▶ [Exercise prompt]
Your job is to set down the stretch of entries that opens with the line containing "radius must not" and closes with the line containing "impl Light for DirectionalLight". Keep both end lines, copy each exactly, and add nothing.

▶ [Information supplied]

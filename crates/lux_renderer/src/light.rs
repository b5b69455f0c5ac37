//! Light sources.
//!
//! Every light answers three questions about a point being shaded: how much
//! light arrives there, from which direction, and from how far away. Lights
//! at infinity (ambient, directional) report an infinite distance so they
//! are never cut short by a shadow-ray distance test.

use crate::Color;
use lux_math::{is_zero, normalize, orthonormal_basis, MathError, MathResult, Point3, Vec3};
use rand::{Rng, RngCore};
use std::f64::consts::PI;
use thiserror::Error;

/// Errors raised while constructing a light.
#[derive(Error, Debug, Clone, Copy, PartialEq)]
pub enum LightError {
    #[error("light radius must not be negative, got {0}")]
    NegativeRadius(f64),

    #[error(transparent)]
    Math(#[from] MathError),
}

pub type LightResult<T> = Result<T, LightError>;

/// Common interface of all light sources.
pub trait Light: Send + Sync {
    /// Light intensity arriving at `p`.
    fn intensity_at(&self, p: Point3) -> Color;

    /// Unit direction from the light toward `p`, or `None` when the
    /// direction is undefined (no position, or `p` is the light itself).
    fn direction_to(&self, p: Point3) -> Option<Vec3>;

    /// Distance from the light to `p`.
    fn distance_to(&self, p: Point3) -> f64;
}

/// Uniform, position-independent light: `color * ka`.
#[derive(Debug, Clone, Copy, PartialEq)]
pub struct AmbientLight {
    intensity: Color,
}

impl AmbientLight {
    pub fn new(color: Color, ka: f64) -> Self {
        Self {
            intensity: color * ka,
        }
    }

    /// No ambient light at all.
    pub fn none() -> Self {
        Self::new(Color::ZERO, 0.0)
    }

    pub fn intensity(&self) -> Color {
        self.intensity
    }
}

impl Default for AmbientLight {
    fn default() -> Self {
        Self::none()
    }
}

impl Light for AmbientLight {
    fn intensity_at(&self, _p: Point3) -> Color {
        self.intensity
    }

    fn direction_to(&self, _p: Point3) -> Option<Vec3> {
        None
    }

    fn distance_to(&self, _p: Point3) -> f64 {
        f64::INFINITY
    }
}

/// Light from infinitely far away along a fixed direction, no falloff.
#[derive(Debug, Clone, Copy, PartialEq)]
pub struct DirectionalLight {
    color: Color,
    direction: Vec3,
}

impl DirectionalLight {
    /// `direction` is the way the light travels, not where it comes from.
    pub fn new(color: Color, direction: Vec3) -> MathResult<Self> {
        Ok(Self {
            color,
            direction: normalize(direction)?,
        })
    }

    pub fn direction(&self) -> Vec3 {
        self.direction
    }
}

impl Light for DirectionalLight {
    fn intensity_at(&self, _p: Point3) -> Color {
        self.color
    }

    fn direction_to(&self, _p: Point3) -> Option<Vec3> {
        Some(self.direction)
    }

    fn distance_to(&self, _p: Point3) -> f64 {
        f64::INFINITY
    }
}

/// Omni light with distance attenuation `1 / (kc + kl*d + kq*d^2)`.
///
/// A positive radius turns it into an area light for soft shadows.
#[derive(Debug, Clone, Copy, PartialEq)]
pub struct PointLight {
    color: Color,
    position: Point3,
    kc: f64,
    kl: f64,
    kq: f64,
    radius: f64,
}

impl PointLight {
    pub fn new(color: Color, position: Point3) -> Self {
        Self {
            color,
            position,
            kc: 1.0,
            kl: 0.0,
            kq: 0.0,
            radius: 0.0,
        }
    }

    /// Set the constant, linear and quadratic attenuation coefficients.
    pub fn with_attenuation(mut self, kc: f64, kl: f64, kq: f64) -> Self {
        self.kc = kc;
        self.kl = kl;
        self.kq = kq;
        self
    }

    /// Give the light a finite size. A radius of 0 keeps it a point.
    pub fn with_radius(mut self, radius: f64) -> LightResult<Self> {
        if radius < 0.0 || radius.is_nan() {
            return Err(LightError::NegativeRadius(radius));
        }
        self.radius = radius;
        Ok(self)
    }

    pub fn position(&self) -> Point3 {
        self.position
    }

    pub fn radius(&self) -> f64 {
        self.radius
    }

    /// Attenuation divisor at distance `d`.
    fn falloff(&self, d: f64) -> f64 {
        self.kc + self.kl * d + self.kq * d * d
    }

    /// Positions on the light's disc used for soft-shadow tests from `p`.
    ///
    /// The disc is centered on the light, perpendicular to the light->point
    /// direction. The first sample is always the center. With `count <= 1`
    /// or a zero radius only the center is returned.
    pub fn sample_positions(&self, p: Point3, count: u32, rng: &mut dyn RngCore) -> Vec<Point3> {
        let mut positions = vec![self.position];
        if count <= 1 || self.radius <= 0.0 {
            return positions;
        }

        let Some(w) = self.direction_to(p) else {
            return positions;
        };
        let (u, v) = orthonormal_basis(w);

        positions.extend((1..count).map(|_| {
            // Uniform over the disc area
            let r = self.radius * rng.gen::<f64>().sqrt();
            let theta = 2.0 * PI * rng.gen::<f64>();
            self.position + u * (r * theta.cos()) + v * (r * theta.sin())
        }));
        positions
    }
}

impl Light for PointLight {
    fn intensity_at(&self, p: Point3) -> Color {
        self.color / self.falloff(self.distance_to(p))
    }

    fn direction_to(&self, p: Point3) -> Option<Vec3> {
        let offset = p - self.position;
        if is_zero(offset.length_squared()) {
            return None;
        }
        Some(offset.normalize())
    }

    fn distance_to(&self, p: Point3) -> f64 {
        self.position.distance(p)
    }
}

/// A point light narrowed to a beam along `direction`.
///
/// Intensity is scaled by `max(0, direction . l) ^ concentration`.
#[derive(Debug, Clone, Copy, PartialEq)]
pub struct SpotLight {
    point: PointLight,
    direction: Vec3,
    concentration: f64,
}

impl SpotLight {
    pub fn new(point: PointLight, direction: Vec3) -> MathResult<Self> {
        Ok(Self {
            point,
            direction: normalize(direction)?,
            concentration: 1.0,
        })
    }

    /// Narrow (larger values) or widen the beam.
    pub fn with_concentration(mut self, concentration: f64) -> Self {
        self.concentration = concentration;
        self
    }

    pub fn point(&self) -> &PointLight {
        &self.point
    }

    pub fn direction(&self) -> Vec3 {
        self.direction
    }
}

impl Light for SpotLight {
    fn intensity_at(&self, p: Point3) -> Color {
        let Some(l) = self.point.direction_to(p) else {
            return Color::ZERO;
        };
        let beam = self.direction.dot(l).max(0.0).powf(self.concentration);
        self.point.intensity_at(p) * beam
    }

    fn direction_to(&self, p: Point3) -> Option<Vec3> {
        self.point.direction_to(p)
    }

    fn distance_to(&self, p: Point3) -> f64 {
        self.point.distance_to(p)
    }
}

/// The closed set of lights a scene can hold (ambient is held separately).
#[derive(Debug, Clone, PartialEq)]
pub enum LightSource {
    Directional(DirectionalLight),
    Point(PointLight),
    Spot(SpotLight),
}

impl LightSource {
    /// The positional part of the light, if it has one.
    pub fn as_point(&self) -> Option<&PointLight> {
        match self {
            LightSource::Directional(_) => None,
            LightSource::Point(light) => Some(light),
            LightSource::Spot(light) => Some(light.point()),
        }
    }

    fn as_light(&self) -> &dyn Light {
        match self {
            LightSource::Directional(light) => light,
            LightSource::Point(light) => light,
            LightSource::Spot(light) => light,
        }
    }
}

impl Light for LightSource {
    fn intensity_at(&self, p: Point3) -> Color {
        self.as_light().intensity_at(p)
    }

    fn direction_to(&self, p: Point3) -> Option<Vec3> {
        self.as_light().direction_to(p)
    }

    fn distance_to(&self, p: Point3) -> f64 {
        self.as_light().distance_to(p)
    }
}

impl From<DirectionalLight> for LightSource {
    fn from(light: DirectionalLight) -> Self {
        LightSource::Directional(light)
    }
}

impl From<PointLight> for LightSource {
    fn from(light: PointLight) -> Self {
        LightSource::Point(light)
    }
}

impl From<SpotLight> for LightSource {
    fn from(light: SpotLight) -> Self {
        LightSource::Spot(light)
    }
}
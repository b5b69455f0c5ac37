//! Tube (infinite cylinder) and capped cylinder primitives.

use crate::geometry::{GeometryError, GeometryResult};
use crate::hittable::{roots_in, HitRecord, Hittable};
use crate::Ray;
use lux_math::{is_zero, normalize, Interval, Point3, Vec3};

/// An infinite cylinder of `radius` around an axis ray.
#[derive(Debug, Clone, PartialEq)]
pub struct Tube {
    axis: Ray,
    radius: f64,
}

impl Tube {
    /// Create a tube around the line `origin + t * direction`.
    pub fn new(origin: Point3, direction: Vec3, radius: f64) -> GeometryResult<Self> {
        if !(radius > 0.0) {
            return Err(GeometryError::NonPositiveRadius(radius));
        }
        let direction = normalize(direction)?;
        Ok(Self {
            axis: Ray::from_unit(origin, direction),
            radius,
        })
    }

    pub fn axis(&self) -> &Ray {
        &self.axis
    }

    pub fn radius(&self) -> f64 {
        self.radius
    }

    /// Component of `v` perpendicular to the axis.
    fn perpendicular(&self, v: Vec3) -> Vec3 {
        let a = self.axis.direction();
        v - a * v.dot(a)
    }

    /// Roots (near, far) of the ray against the infinite surface.
    fn solve(&self, ray: &Ray) -> Option<(f64, f64)> {
        let d = self.perpendicular(ray.direction());
        let dp = self.perpendicular(ray.origin() - self.axis.origin());

        let a = d.length_squared();
        // Ray runs along the axis: it never crosses the wall
        if is_zero(a) {
            return None;
        }

        let h = d.dot(dp);
        let c = dp.length_squared() - self.radius * self.radius;
        let discriminant = h * h - a * c;
        if discriminant < 0.0 {
            return None;
        }

        let sqrtd = discriminant.sqrt();
        Some(((-h - sqrtd) / a, (-h + sqrtd) / a))
    }

    /// Height of `p` along the axis, measured from the axis origin.
    fn height_of(&self, p: Point3) -> f64 {
        (p - self.axis.origin()).dot(self.axis.direction())
    }

    fn wall_record(&self, ray: &Ray, t: f64) -> HitRecord {
        let outward_normal = self.perpendicular(ray.at(t) - self.axis.origin()) / self.radius;
        HitRecord::new(ray, t, outward_normal)
    }
}

impl Hittable for Tube {
    fn intersections(&self, ray: &Ray, ray_t: Interval) -> Vec<HitRecord> {
        match self.solve(ray) {
            Some((near, far)) => roots_in(ray_t, near, far)
                .map(|t| self.wall_record(ray, t))
                .collect(),
            None => Vec::new(),
        }
    }

    fn hit(&self, ray: &Ray, ray_t: Interval) -> Option<HitRecord> {
        let (near, far) = self.solve(ray)?;
        roots_in(ray_t, near, far)
            .next()
            .map(|t| self.wall_record(ray, t))
    }
}

/// A tube cut to `height` along its axis and closed by two discs.
#[derive(Debug, Clone, PartialEq)]
pub struct Cylinder {
    tube: Tube,
    height: f64,
}

impl Cylinder {
    /// Create a cylinder from `origin` to `origin + height * direction`.
    pub fn new(origin: Point3, direction: Vec3, radius: f64, height: f64) -> GeometryResult<Self> {
        if !(height > 0.0) {
            return Err(GeometryError::NonPositiveHeight(height));
        }
        Ok(Self {
            tube: Tube::new(origin, direction, radius)?,
            height,
        })
    }

    pub fn tube(&self) -> &Tube {
        &self.tube
    }

    pub fn height(&self) -> f64 {
        self.height
    }

    /// Hit on the cap disc centered at `center` facing `outward`.
    fn cap(&self, ray: &Ray, ray_t: Interval, center: Point3, outward: Vec3) -> Option<HitRecord> {
        let denom = outward.dot(ray.direction());
        if is_zero(denom) {
            return None;
        }

        let t = outward.dot(center - ray.origin()) / denom;
        if !ray_t.surrounds(t) {
            return None;
        }

        let r = self.tube.radius();
        ((ray.at(t) - center).length_squared() <= r * r).then(|| HitRecord::new(ray, t, outward))
    }
}

impl Hittable for Cylinder {
    fn intersections(&self, ray: &Ray, ray_t: Interval) -> Vec<HitRecord> {
        let mut hits: Vec<HitRecord> = self
            .tube
            .intersections(ray, ray_t)
            .into_iter()
            .filter(|rec| (0.0..=self.height).contains(&self.tube.height_of(rec.p)))
            .collect();

        let axis = self.tube.axis();
        let bottom = self.cap(ray, ray_t, axis.origin(), -axis.direction());
        let top = self.cap(ray, ray_t, axis.at(self.height), axis.direction());
        hits.extend(bottom);
        hits.extend(top);

        hits
    }
}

▶ [Worked solution]
    #[error("light radius must not be negative, got {0}")]
    NegativeRadius(f64),

    #[error(transparent)]
    Math(#[from] MathError),
}

pub type LightResult<T> = Result<T, LightError>;

/// Common interface of all light sources.
pub trait Light: Send + Sync {
    /// Light intensity arriving at `p`.
    fn intensity_at(&self, p: Point3) -> Color;

    /// Unit direction from the light toward `p`, or `None` when the
    /// direction is undefined (no position, or `p` is the light itself).
    fn direction_to(&self, p: Point3) -> Option<Vec3>;

    /// Distance from the light to `p`.
    fn distance_to(&self, p: Point3) -> f64;
}

/// Uniform, position-independent light: `color * ka`.
#[derive(Debug, Clone, Copy, PartialEq)]
pub struct AmbientLight {
    intensity: Color,
}

impl AmbientLight {
    pub fn new(color: Color, ka: f64) -> Self {
        Self {
            intensity: color * ka,
        }
    }

    /// No ambient light at all.
    pub fn none() -> Self {
        Self::new(Color::ZERO, 0.0)
    }

    pub fn intensity(&self) -> Color {
        self.intensity
    }
}

impl Default for AmbientLight {
    fn default() -> Self {
        Self::none()
    }
}

impl Light for AmbientLight {
    fn intensity_at(&self, _p: Point3) -> Color {
        self.intensity
    }

    fn direction_to(&self, _p: Point3) -> Option<Vec3> {
        None
    }

    fn distance_to(&self, _p: Point3) -> f64 {
        f64::INFINITY
    }
}

/// Light from infinitely far away along a fixed direction, no falloff.
#[derive(Debug, Clone, Copy, PartialEq)]
pub struct DirectionalLight {
    color: Color,
    direction: Vec3,
}

impl DirectionalLight {
    /// `direction` is the way the light travels, not where it comes from.
    pub fn new(color: Color, direction: Vec3) -> MathResult<Self> {
        Ok(Self {
            color,
            direction: normalize(direction)?,
        })
    }

    pub fn direction(&self) -> Vec3 {
        self.direction
    }
}

impl Light for DirectionalLight {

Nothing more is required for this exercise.